Le 13 juin 2015 - Le Temps

«George Orwell disait des humains vivant hors d’Europe, de l’Amérique du Nord et de quelques pays privilégiés d’Asie qu’ils étaient des non-personnes », écrit André Vltchek dans l’avant-propos. Tel est le fil conducteur de ce livre, où l’on évoque des millions de morts par lesquels la conscience occidentale n’a pas été marquée: «non-personnes» des colonies, puis du tiers-monde, victimes de la poursuite occidentale du pouvoir, des ressources et du profit, tuées et rendues insignifiantes.

Après quinze ans d’échanges épistolaires sur ce sujet, deux hommes décident de se rencontrer pour dialoguer, pendant deux jours, en enregistrant leur conversation en vue d’un film (actuellement en production) et d’un livre, publié en anglais en 2013 et aujourd’hui en français. L’un des deux est Noam Chomsky, figure majeure de la linguistique et intellectuel militant, attelé au dévoilement du système de propagande qui forge l’opinion dans les pays démocratiques et à la déconstruction de l’impérialisme américain. Son interlocuteur, André Vltchek, est Soviétique de naissance, New-Yorkais d’adoption, philosophe, romancier, cinéaste, reporter, poète, dramaturge et photographe, selon l’ordre qu’il retient lui-même pour énumérer ses activités.

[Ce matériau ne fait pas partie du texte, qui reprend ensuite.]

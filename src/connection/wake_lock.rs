//! Reference-counted host wake lock.
//!
//! Every device in a reconnect loop holds a [`WakeLockGuard`]. The backend is
//! told to acquire when the first guard appears and to release when the last
//! one is dropped.

use std::sync::Arc;

use log::debug;
use parking_lot::Mutex;

/// Keeps the host awake. Implemented per platform.
pub trait WakeLockBackend: Send + Sync {
   fn acquire(&self);
   fn release(&self);
}

/// Backend for hosts that need no wake lock.
#[derive(Debug, Default, Clone, Copy)]
pub struct NoWakeLock;

impl WakeLockBackend for NoWakeLock {
   fn acquire(&self) {}

   fn release(&self) {}
}

struct Inner {
   count: Mutex<usize>,
   backend: Box<dyn WakeLockBackend>,
}

#[derive(Clone)]
pub struct WakeLock {
   inner: Arc<Inner>,
}

impl Default for WakeLock {
   fn default() -> Self {
      Self::new(NoWakeLock)
   }
}

impl WakeLock {
   pub fn new(backend: impl WakeLockBackend + 'static) -> Self {
      Self {
         inner: Arc::new(Inner {
            count: Mutex::new(0),
            backend: Box::new(backend),
         }),
      }
   }

   pub fn acquire(&self) -> WakeLockGuard {
      let mut count = self.inner.count.lock();
      if *count == 0 {
         debug!("acquiring wake lock");
         self.inner.backend.acquire();
      }
      *count += 1;
      WakeLockGuard {
         inner: self.inner.clone(),
      }
   }

   pub fn count(&self) -> usize {
      *self.inner.count.lock()
   }
}

/// Holds one reference on a [`WakeLock`].
#[must_use = "the wake lock is released when the guard is dropped"]
pub struct WakeLockGuard {
   inner: Arc<Inner>,
}

impl Drop for WakeLockGuard {
   fn drop(&mut self) {
      let mut count = self.inner.count.lock();
      *count = count.saturating_sub(1);
      if *count == 0 {
         debug!("releasing wake lock");
         self.inner.backend.release();
      }
   }
}

#[cfg(test)]
pub(crate) mod tests {
   use std::sync::atomic::{AtomicUsize, Ordering};

   use super::*;

   /// Counts backend calls.
   #[derive(Default)]
   pub struct CountingBackend {
      pub acquired: AtomicUsize,
      pub released: AtomicUsize,
   }

   impl WakeLockBackend for Arc<CountingBackend> {
      fn acquire(&self) {
         self.acquired.fetch_add(1, Ordering::SeqCst);
      }

      fn release(&self) {
         self.released.fetch_add(1, Ordering::SeqCst);
      }
   }

   #[test]
   fn test_backend_sees_first_acquire_and_last_release() {
      let backend = Arc::new(CountingBackend::default());
      let lock = WakeLock::new(backend.clone());

      let a = lock.acquire();
      let b = lock.acquire();
      assert_eq!(lock.count(), 2);
      assert_eq!(backend.acquired.load(Ordering::SeqCst), 1);

      drop(a);
      assert_eq!(backend.released.load(Ordering::SeqCst), 0);
      drop(b);
      assert_eq!(lock.count(), 0);
      assert_eq!(backend.released.load(Ordering::SeqCst), 1);
   }
}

«Depuis la fin de la Seconde Guerre mondiale, le colonialisme et le néocolonialisme occidentaux ont causé la mort de 50 à 55 millions de personnes», attaque Vltchek. A celles-ci, «mortes en conséquence directe de guerres déclenchées par l’Occident, de coups d’Etat militaires pro-occidentaux et d’autres conflits du même acabit», s’ajoutent «des centaines de millions de victimes indirectes qui ont péri de la misère, en silence».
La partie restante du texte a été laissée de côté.